Clearly, no contemporary film (or book or television series) exists in a vacuum; writers and directors respond to the events around them. That said, since 1945, there has never been a decade, or even a year, without World War II films being produced. They can act as a positive act of remembrance of those who gave their lives, or an interrogation of the conflict, rather than a dangerous foray into misty-eyed nostalgia. But this depends on a well-researched script and expert direction, and the story’s intentions must be honest. Gary Oldman’s performance in Darkest Hour has earned plaudits, but how accurate is it?
More than a decade after the Great War, Lord Beaverbrook, who later served in Churchill’s War Cabinet, wrote that “Churchill on top of the wave has in him the stuff of which tyrants are made”, and the colourful, quotable side of Churchill’s character is given full exposure in Darkest Hour.
Yet Churchill’s remarkable capacity for work and study, and his foresight (he had been warning about Germany’s increasing firepower for years before) is ignored. Young viewers, yet to learn about Churchill’s extraordinary achievements – or even strategic blunders – might be tempted to ask whether Churchill was an alcoholic, so ramshackle is his depiction. (If the question needs answering, author and journalist Sonia Purnell writes in her book First Lady: The Life and Wars of Clementine Churchill, that Churchill was “rarely a hard drinker by the standards of his day”).
Churchill is shown, variously, trembling, shouting, or seeking respite in the loo. In The Second World War, the wartime leader’s own account, he says of his appointment to the premiership: “I felt as if I were walking with destiny, and that all my past life had been but a preparation for this hour.” The book’s text was composed in retrospect and approved by the Cabinet Office before publication; still, the disparity between it and Darkest Hour is striking.
Screenwriter Anthony McCarten (The Theory of Everything) has, however, done his research.
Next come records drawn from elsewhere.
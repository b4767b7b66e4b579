// Copyright 2020 - developers of the `tlgram` project.
//
// Licensed under the Apache License, Version 2.0 <LICENSE-APACHE or
// https://www.apache.org/licenses/LICENSE-2.0> or the MIT license
// <LICENSE-MIT or https://opensource.org/licenses/MIT>, at your
// option. This file may not be copied, modified, or distributed
// except according to those terms.

use log::info;
pub use tokio::net::tcp::{ReadHalf, WriteHalf};
use tokio::net::TcpStream;

use super::ServerAddr;

pub enum NetStream {
    Tcp(TcpStream),
    #[cfg(feature = "proxy")]
    ProxySocks5(tokio_socks::tcp::Socks5Stream<TcpStream>),
}

impl NetStream {
    pub(crate) fn split(&mut self) -> (ReadHalf, WriteHalf) {
        match self {
            Self::Tcp(stream) => stream.split(),
            #[cfg(feature = "proxy")]
            Self::ProxySocks5(stream) => stream.split(),
        }
    }

    pub(crate) async fn connect(addr: &ServerAddr) -> Result<Self, std::io::Error> {
        info!("connecting...");
        match addr {
            ServerAddr::Tcp { address } => Ok(NetStream::Tcp(TcpStream::connect(address).await?)),
            #[cfg(feature = "proxy")]
            ServerAddr::Proxied { address, proxy } => {
                Self::connect_proxy_stream(address, proxy).await
            }
        }
    }

    #[cfg(feature = "proxy")]
    async fn connect_proxy_stream(
        addr: &std::net::SocketAddr,
        proxy_url: &str,
    ) -> Result<NetStream, std::io::Error> {
        use std::{
            io::{self, ErrorKind},
            net::{IpAddr, SocketAddr},
        };

        use hickory_resolver::{
            config::{ResolverConfig, ResolverOpts},
            AsyncResolver,
        };
        use url::Host;

        let proxy = url::Url::parse(proxy_url)
            .map_err(|err| io::Error::new(ErrorKind::InvalidData, err))?;
        let scheme = proxy.scheme();
        let host = proxy.host().ok_or(io::Error::new(
            ErrorKind::NotFound,
            format!("proxy host is missing from url: {}", proxy_url),
        ))?;
        let port = proxy.port().ok_or(io::Error::new(
            ErrorKind::NotFound,
            format!("proxy port is missing from url: {}", proxy_url),
        ))?;
        let username = proxy.username();
        let password = proxy.password().unwrap_or("");
        let socks_addr = match host {
            Host::Domain(domain) => {
                let resolver =
                    AsyncResolver::tokio(ResolverConfig::default(), ResolverOpts::default());
                let response = resolver.lookup_ip(domain).await?;
                let socks_ip_addr = response.into_iter().next().ok_or(io::Error::new(
                    ErrorKind::NotFound,
                    format!("proxy host did not return any ip address: {}", domain),
                ))?;
                SocketAddr::new(socks_ip_addr, port)
            }
            Host::Ipv4(v4) => SocketAddr::new(IpAddr::from(v4), port),
            Host::Ipv6(v6) => SocketAddr::new(IpAddr::from(v6), port),
        };

        match scheme {
            "socks5" => {
                if username.is_empty() {
                    Ok(NetStream::ProxySocks5(
                        tokio_socks::tcp::Socks5Stream::connect(socks_addr, addr)
                            .await
                            .map_err(|err| io::Error::new(ErrorKind::ConnectionAborted, err))?,
                    ))
                } else {
                    Ok(NetStream::ProxySocks5(
                        tokio_socks::tcp::Socks5Stream::connect_with_password(
                            socks_addr, addr, username, password,
                        )
                        .await
                        .map_err(|err| io::Error::new(ErrorKind::ConnectionAborted, err))?,
                    ))
                }
            }
            scheme => Err(io::Error::new(
                ErrorKind::ConnectionAborted,
                format!("proxy scheme not supported: {}", scheme),
            )),
        }
    }
}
There are moments when Clementine Churchill (Kristin Scott Thomas) uses “pig” as a term of endearment towards her husband; in 1918, after days without correspondence, Winston Churchill signed a letter to her as “your vilely neglected Pig”. In another scene, she explodes over the continued financial pressure the couple face; their struggle to avoid bankruptcy (her husband’s earnings never matching his lifestyle) is well documented.
Another supporting role, George VI (Ben Mendelsohn), is sensitively portrayed, even allowing for a possibly exaggerated manner of speaking (To Chamberlain: “I want you to know how cwuelly I think you’ve been tweated”). And the gap between public and classified information, and its impact, is intelligently explored.
Critics have balked at a fictional scene in which Churchill leaps from his chauffeur-driven car to travel the London Underground; he is fortified by his subsequent conversations with the resolute British people he encounters there. But to denigrate this departure from fact as a flight of fancy may be to miss the point: during war, Churchill did connect with the British public. For all the opposition he faced, when he said “we shall fight on the beaches”, he did not stand alone.
It seems unlikely that anyone could seriously draw parallels between the catastrophic events depicted in Darkest Hour and today’s political uncertainty. In an interview with deadline.com, the director Joe Wright said “It’s a film about resistance,” and this aspect of human nature is a constant.
As is tribal loyalty. Sir Henry (or “Chips”) Channon was a Conservative MP during Churchill’s tenure as prime minister, an author, diarist, and, according to Max Hastings in Finest Years: Churchill as Warlord, 1940–45, a “consummate ass”. On May 10, 1940, Channon wrote that it might be “the darkest day in English history … We were all sad, angry and felt cheated and out-witted.” He was not thinking about the Third Reich’s assault on France, but Chamberlain’s departure from the top job.